Resim Kredisi: Kamu malı
Gözaltı
İkinci Dünya Savaşı sırasında, yaklaşık 120.000 Japon kökenli insan zorla yerlerinden edilmiş ve ABD'deki toplama kamplarına yerleştirilmiştir. Mallarını elden çıkarmaları ve mülklerini satmaları için 6 gün süre verilen bu insanlar trenlere bindirilerek Kaliforniya, Oregon veya Washington'daki 10 toplama kampından birine gönderilmiştir.
Dikenli teller ve gözetleme kuleleriyle çevrili ve genellikle hava koşullarının sert olduğu izole yerlerde bulunan, kötü inşa edilmiş ve uzun süreli işgale uygun olmayan kamplarda hayat kasvetli olabiliyordu.
Tüm savaş boyunca ve sonrasında bu derme çatma kamplarda kalan tutuklular, okullar, gazeteler ve spor takımları kurarak bir topluluk duygusu oluşturdular.
İfade shikata ga nai 'yardım edilemez' olarak çevrilen bu kelime, Japon-Amerikan ailelerin kamplarda geçirdiği zamanla eş anlamlı hale gelmiştir.
Manzanar Savaş Yerleştirme Merkezi'nde toz fırtınası.
Resim Kredisi: College Park Ulusal Arşivleri / Kamu malı
Sonrası
Savaş sona erdiğinde, Amerikalıların sadece %35'i Japon kökenli insanların kamplardan serbest bırakılması gerektiğine inanıyordu.

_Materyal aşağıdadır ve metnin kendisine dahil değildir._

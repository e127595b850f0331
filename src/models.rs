//! Core data models.
//!
//! Documents and chunks are produced by ingestion and never change after the
//! index is written; the serving side only reads them back as
//! [`RetrievedChunk`](crate::index::RetrievedChunk)s.

/// One page of extracted text. `label` is the 1-based page (or slide) number
/// for paginated formats and `None` for formats without pages.
#[derive(Debug, Clone, PartialEq)]
pub struct Page {
    pub label: Option<String>,
    pub text: String,
}

impl Page {
    pub fn numbered(number: usize, text: impl Into<String>) -> Self {
        Self {
            label: Some(number.to_string()),
            text: text.into(),
        }
    }

    pub fn unlabeled(text: impl Into<String>) -> Self {
        Self {
            label: None,
            text: text.into(),
        }
    }
}

/// A source file loaded from the data directory.
#[derive(Debug, Clone)]
pub struct Document {
    pub id: String,
    /// Bare file name, used in citations.
    pub file_name: String,
    /// Path relative to the data directory.
    pub relative_path: String,
    pub content_type: String,
    pub modified_at: i64,
    pub pages: Vec<Page>,
}

impl Document {
    pub fn text_len(&self) -> usize {
        self.pages.iter().map(|p| p.text.trim().len()).sum()
    }
}

/// A bounded span of one page of a document.
#[derive(Debug, Clone)]
pub struct Chunk {
    pub id: String,
    pub document_id: String,
    pub chunk_index: i64,
    pub text: String,
    pub hash: String,
    pub file_name: String,
    pub page_label: Option<String>,
}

Bu nedenle kamplar 3 yıl daha açık kaldı. 17 Aralık 1944'te tahliye edilen Japonlara nihayet evlerine dönmeleri için bir bilet ve sadece 25 dolar verildi. Döndüklerinde birçoğu mülklerinin yağmalandığını ve iş bulmanın neredeyse imkansız olduğunu gördü ve hükümet tarafından hiçbir yardım sunulmadı.
1980'lere kadar ABD Başkanı Jimmy Carter kampların haklı olup olmadığına dair bir soruşturma açmadı ve 1988'de Ronald Reagan Sivil Özgürlükler Yasasını imzalayarak ABD'nin Japon-Amerikan vatandaşlarına yönelik davranışları için resmen özür diledi.
Bu yasa, hükümetin eylemlerinin "ırk önyargısı, savaş histerisi ve siyasi liderliğin başarısızlığına" dayandığını kabul etti ve hala hayatta olan her eski stajyere 20.000 dolar vermeyi vaat etti. 1992 yılına gelindiğinde, bir zamanlar kamplarda enterne edilen ve bugün deneyimleri hakkında konuşmaya devam eden 82.219 Japon-Amerikalıya 1,6 milyar dolardan fazla tazminat ödendi.
Japon-Amerikalı aktör ve eski stajyer George Takei, bir zamanlar uğradığı haksızlıkları dile getiren özel bir sözcüdür:
Ayrıca bakınız: Winchester Mystery House Hakkında 10 Gerçek"Çocukluğumu Amerikan toplama kamplarının dikenli tel örgüleri arkasında geçirdim ve hayatımın bu bölümünü daha fazla insanla paylaşmak istedim."